Bugs interdits – L’édito de Patrice Chabanet
La panne des numéros d’urgence n’aura pas provoqué l’hécatombe qu’on aurait pu craindre. Cinq victimes, peut-être, ce que devront établir les enquêtes en cours. Des victimes de trop, car par définition les urgences sont là pour maintenir le mince fil de la vie pour des personnes en grande difficulté. Inacceptable pour les familles. Elles ne sauraient entendre les raisons techniques censées expliquer ces dysfonctionnements fatals. La très faible fréquence de ces derniers ne les consolera pas non plus. Des audits seront effectués pour identifier l’origine de la panne et déterminer la responsabilité d’Orange qui gère l’ensemble des centres concernés. Une belle bataille juridique en perspective, sachant que les opérateurs sont astreints à une obligation de résultat. Si l’enquête révèle la défaillance d’un équipement, qui devra porter le chapeau ? L’équipementier, assurément. Mais sans doute aussi le donneur d’ordre qui n’a pas su être prévoyant en imposant le doublement du matériel, comme cela se fait dans l’industrie aéronautique. Ou en négligeant la mise au point d’un plan de secours.
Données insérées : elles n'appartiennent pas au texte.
//! Pipeline behavior while the distributed backend is unhealthy: requests
//! keep succeeding from the in-memory tier and the circuit keeps the dead
//! backend out of the hot path.

use async_trait::async_trait;
use epoch_gateway::{
    Error, FallbackStore, Gateway, GatewayConfig, GatewayRequest, Handler, HandlerResponse,
    MemoryStore, Result, Store,
};
use std::num::NonZeroUsize;
use std::sync::atomic::{AtomicUsize, Ordering};
use std::sync::Arc;
use std::time::Duration;

/// Distributed-backend stand-in that is permanently unreachable.
struct DownStore {
    calls: AtomicUsize,
}

impl DownStore {
    fn new() -> Arc<Self> {
        Arc::new(Self {
            calls: AtomicUsize::new(0),
        })
    }

    fn calls(&self) -> usize {
        self.calls.load(Ordering::SeqCst)
    }

    fn fail(&self) -> Error {
        self.calls.fetch_add(1, Ordering::SeqCst);
        Error::backend_unavailable("redis", "connection refused")
    }
}

#[async_trait]
impl Store for DownStore {
    async fn get(&self, _key: &str) -> Result<Option<Vec<u8>>> {
        Err(self.fail())
    }
    async fn set(&self, _key: &str, _value: &[u8], _ttl: Duration) -> Result<()> {
        Err(self.fail())
    }
    async fn delete(&self, _key: &str) -> Result<bool> {
        Err(self.fail())
    }
    async fn exists(&self, _key: &str) -> Result<bool> {
        Err(self.fail())
    }
    async fn incr(&self, _key: &str, _ttl: Duration) -> Result<Option<u64>> {
        Err(self.fail())
    }
    fn name(&self) -> &'static str {
        "redis"
    }
}

/// Install a subscriber so failing tests carry the circuit's warnings.
fn init_tracing() {
    let _ = tracing_subscriber::fmt()
        .with_env_filter(tracing_subscriber::EnvFilter::from_default_env())
        .with_test_writer()
        .try_init();
}

struct EchoHandler;

#[async_trait]
impl Handler for EchoHandler {
    async fn call(&self, _request: &GatewayRequest) -> Result<HandlerResponse> {
        Ok(HandlerResponse::json(200, r#"{"ok":true}"#))
    }
}

#[tokio::test]
async fn test_requests_survive_distributed_outage() {
    init_tracing();
    let primary = DownStore::new();
    let fallback = FallbackStore::new(
        Arc::clone(&primary) as Arc<dyn Store>,
        Arc::new(MemoryStore::new(NonZeroUsize::new(128).unwrap())),
        3,
        Duration::from_secs(30),
    );
    let fallback = Arc::new(fallback);
    let gateway = Gateway::with_store(
        GatewayConfig::default(),
        Arc::clone(&fallback) as Arc<dyn Store>,
        Arc::new(EchoHandler),
    )
    .unwrap();

    let request = GatewayRequest::new("GET", "/convert")
        .with_param("timestamp", "0")
        .with_remote_addr("1.2.3.4");

    // Every request succeeds; the caller never sees the outage.
    for _ in 0..6 {
        let response = gateway.handle(&request).await;
        assert_eq!(response.status, 200);
    }

    // After the threshold the circuit is open and the dead backend is no
    // longer consulted per request.
    let health = fallback.health();
    assert!(health.open_remaining_ms.is_some());
    assert!(health.consecutive_failures >= 3);
    let calls_when_open = primary.calls();

    for _ in 0..4 {
        assert_eq!(gateway.handle(&request).await.status, 200);
    }
    assert_eq!(primary.calls(), calls_when_open);
}

#[tokio::test]
async fn test_cache_hits_served_from_memory_during_outage() {
    init_tracing();
    let primary = DownStore::new();
    let fallback = Arc::new(FallbackStore::new(
        Arc::clone(&primary) as Arc<dyn Store>,
        Arc::new(MemoryStore::new(NonZeroUsize::new(128).unwrap())),
        1,
        Duration::from_secs(30),
    ));
    let gateway = Gateway::with_store(
        GatewayConfig::default(),
        Arc::clone(&fallback) as Arc<dyn Store>,
        Arc::new(EchoHandler),
    )
    .unwrap();

    let request = GatewayRequest::new("GET", "/convert")
        .with_param("timestamp", "42")
        .with_remote_addr("5.6.7.8");

    assert_eq!(
        gateway.handle(&request).await.header("X-Cache"),
        Some("MISS")
    );
    tokio::time::sleep(Duration::from_millis(20)).await;
    assert_eq!(
        gateway.handle(&request).await.header("X-Cache"),
        Some("HIT")
    );
}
Cette affaire prouve une nouvelle fois la fragilité de nos sociétés interconnectées. Rapidité et efficacité quand tout marche bien. Mise à l’arrêt et panique dès le moindre grain de sable. En l’occurrence l’origine de la panne paraît accidentelle, puisque la thèse de la cyberattaque a été tout de suite écartée. Mais quand la malveillance et le désir de détruire sont à l’oeuvre, les conséquences prennent une autre dimension : tout un secteur économique peut être paralysé, une armée désorganisée par la mise hors circuit des liaisons entre ses unités, des peuples déboussolés par des vagues massives de fake news ou, tout simplement, des châteaux d’eau incapables de fonctionner en raison d’une panne informatique généralisée. Dès lors, on comprend la fébrilité des autorités lorsque survient une panne des numéros d’urgence. Nos sociétés ne sont pas toujours en état d’urgence, mais elles vivent au rythme du temps réel. Ce qui n’est guère différent.